La bibliothèque mutante transposon A-baumannii tirée a été utilisée pour identifier les facteurs de forme physique, importants pour la résistance à la colistine sous des concentrations sous-inhibitrices de l’anti-microbien. Après avoir appauvri la bibliothèque mutante de gènes qui contribuent à la résistance à la colistine, l’ADN total de l’attraction restante de la bibliothèque a été isolé des cultures de contrôle et expérimentales. Le gDNA a été fragmenté avec le cisaillement mécanique et une queue de politique a été ajoutée aux fragments d’ADN en préparation pour le séquençage.
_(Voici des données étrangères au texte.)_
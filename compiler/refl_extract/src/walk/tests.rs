use std::path::PathBuf;

use super::*;
use crate::config::ExtractorConfig;
use pretty_assertions::assert_eq;
use refl_parse::{parse_source, FrontendArgs, ParseMode};

fn extract(source: &str) -> (ExtractContext, Vec<Unit>) {
    let ctx = ExtractContext::new(ExtractorConfig::default());
    let args = FrontendArgs::extraction(Vec::<PathBuf>::new());
    let path = Path::new("game/player.h");
    let unit = parse_source(path, source, &args, ParseMode::Normal).unwrap();
    let units = extract_units(&ctx, path, &unit);
    (ctx, units)
}

#[test]
fn test_annotated_property() {
    let (ctx, units) = extract(
        r#"
class META() Player {
public:
    META(ReadOnly, DisplayName="Foo")
    int health;
};
"#,
    );
    assert_eq!(units.len(), 1);
    let record = units[0].as_record().unwrap();
    assert_eq!(record.kind, RecordKind::Class);
    assert_eq!(ctx.interner.to_string(record.unit.name), "Player");
    assert_eq!(record.unit.file_path, Path::new("game/player.h"));

    assert_eq!(record.properties.len(), 1);
    let health = &record.properties[0];
    assert_eq!(ctx.interner.to_string(health.unit.name), "health");
    assert_eq!(health.ty, "int");
    let metadata = &health.unit.metadata;
    assert_eq!(metadata.flags.len(), 1);
    assert!(metadata.has_flag(ctx.interner.intern("ReadOnly")));
    assert_eq!(metadata.attributes.len(), 1);
    assert_eq!(
        metadata.attribute(ctx.interner.intern("DisplayName")),
        Some("Foo")
    );
}

#[test]
fn test_enum_constants_in_order() {
    let (ctx, units) = extract("enum class META(Flags) Direction { Left, Right, Up };");
    let enumeration = units[0].as_enum().unwrap();
    let fields: Vec<_> = enumeration
        .fields
        .iter()
        .map(|f| (ctx.interner.to_string(f.name), f.value))
        .collect();
    assert_eq!(
        fields,
        vec![
            ("Left".to_string(), 0),
            ("Right".to_string(), 1),
            ("Up".to_string(), 2),
        ]
    );
    assert!(enumeration.scoped);
    assert_eq!(enumeration.underlying_type, "int");
    assert!(enumeration.unit.metadata.has_flag(ctx.interner.intern("Flags")));
}

#[test]
fn test_unannotated_and_unsupported_members_are_ignored() {
    let (ctx, units) = extract(
        r"
struct META() Inventory {
    META() int count;
    int untracked;
    META() Item* first;
    META() std::vector<int> ids;
    META() std::string label;
    META() Inventory* parent;
};
struct Plain { META() int ignored; };
",
    );
    assert_eq!(units.len(), 1);
    let record = units[0].as_record().unwrap();
    assert_eq!(record.kind, RecordKind::Struct);
    let names: Vec<_> = record
        .properties
        .iter()
        .map(|p| ctx.interner.to_string(p.unit.name))
        .collect();
    assert_eq!(names, vec!["count", "label"]);
    assert_eq!(record.properties[1].byte_offset, 24);
}

#[test]
fn test_property_offsets_and_record_size() {
    let (_, units) = extract(
        "struct Hidden { double d; };\nclass META() Actor : public Hidden { char tag; META() float speed; META() Hidden h; };",
    );
    let record = units[0].as_record().unwrap();
    assert_eq!(record.super_types, vec!["Hidden".to_string()]);
    let offsets: Vec<_> = record.properties.iter().map(|p| p.byte_offset).collect();
    assert_eq!(offsets, vec![12, 16]);
    assert_eq!((record.size, record.align), (24, 8));
}

#[test]
fn test_method_units() {
    let (ctx, units) = extract(
        r"
class META() Door {
public:
    META(Callable) bool Open(const std::string& who, int&& force);
    META() static Door* Create();
    META(Pure) int Width() const;
    void NotReflected();
};
",
    );
    let record = units[0].as_record().unwrap();
    assert_eq!(record.methods.len(), 3);

    let open = record.method(ctx.interner.intern("Open")).unwrap();
    assert_eq!(open.return_type.text, "bool");
    assert!(open.unit.metadata.has_flag(ctx.interner.intern("Callable")));
    assert_eq!(open.arguments.len(), 2);
    assert_eq!(open.arguments[0].name, "who");
    assert!(open.arguments[0].ty.is_const && open.arguments[0].ty.is_lvalue_ref);
    assert!(open.arguments[1].ty.is_rvalue_ref);

    let create = record.method(ctx.interner.intern("Create")).unwrap();
    assert!(create.is_static);
    assert_eq!(create.return_type.text, "Door*");

    let width = record.method(ctx.interner.intern("width")).unwrap();
    assert!(width.is_const);
}

#[test]
fn test_walk_stops_at_invalid_declaration() {
    let (ctx, units) = extract(
        "struct META() First { META() int a; };\nint 42 nonsense;\nstruct META() Second {};\n",
    );
    let names: Vec<_> = units
        .iter()
        .map(|u| ctx.interner.to_string(u.name()))
        .collect();
    assert_eq!(names, vec!["First"]);
}

#[test]
fn test_namespaces_are_descended() {
    let (ctx, units) = extract(
        "namespace game { namespace detail { enum class META() Mode : uint8_t { Off = 1 }; } }",
    );
    let enumeration = units[0].as_enum().unwrap();
    assert_eq!(ctx.interner.to_string(enumeration.unit.name), "Mode");
    assert_eq!(enumeration.underlying_type, "uint8_t");
    assert_eq!(enumeration.fields[0].value, 1);
}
Les concentrations d’ADN ont été calculées et les échantillons ont été analysés à l’aide d’électrophoresis capillaires à base de copeaux, afin de confirmer le succès des constructions de bibliothèques. La chose la plus importante à retenir lors de la tentative de cette procédure est d’ajuster le volume d’accouplement, en fonction du nombre de CFU pour des souches cibles spécifiques pour générer une bibliothèque mutante haute résolution. En outre, la souche du receveur doit être sensible au marqueur de résistance aux antibiotiques, en utilisant le transposon avant la mutagenèse.
À la suite de cette procédure, la suppression génétique ou la méthode de dicton sonore peut être effectuée pour assommer les têtes individuelles obtenues à partir des résultats de séquençage et valider les gènes d’intérêt dans des conditions difficiles.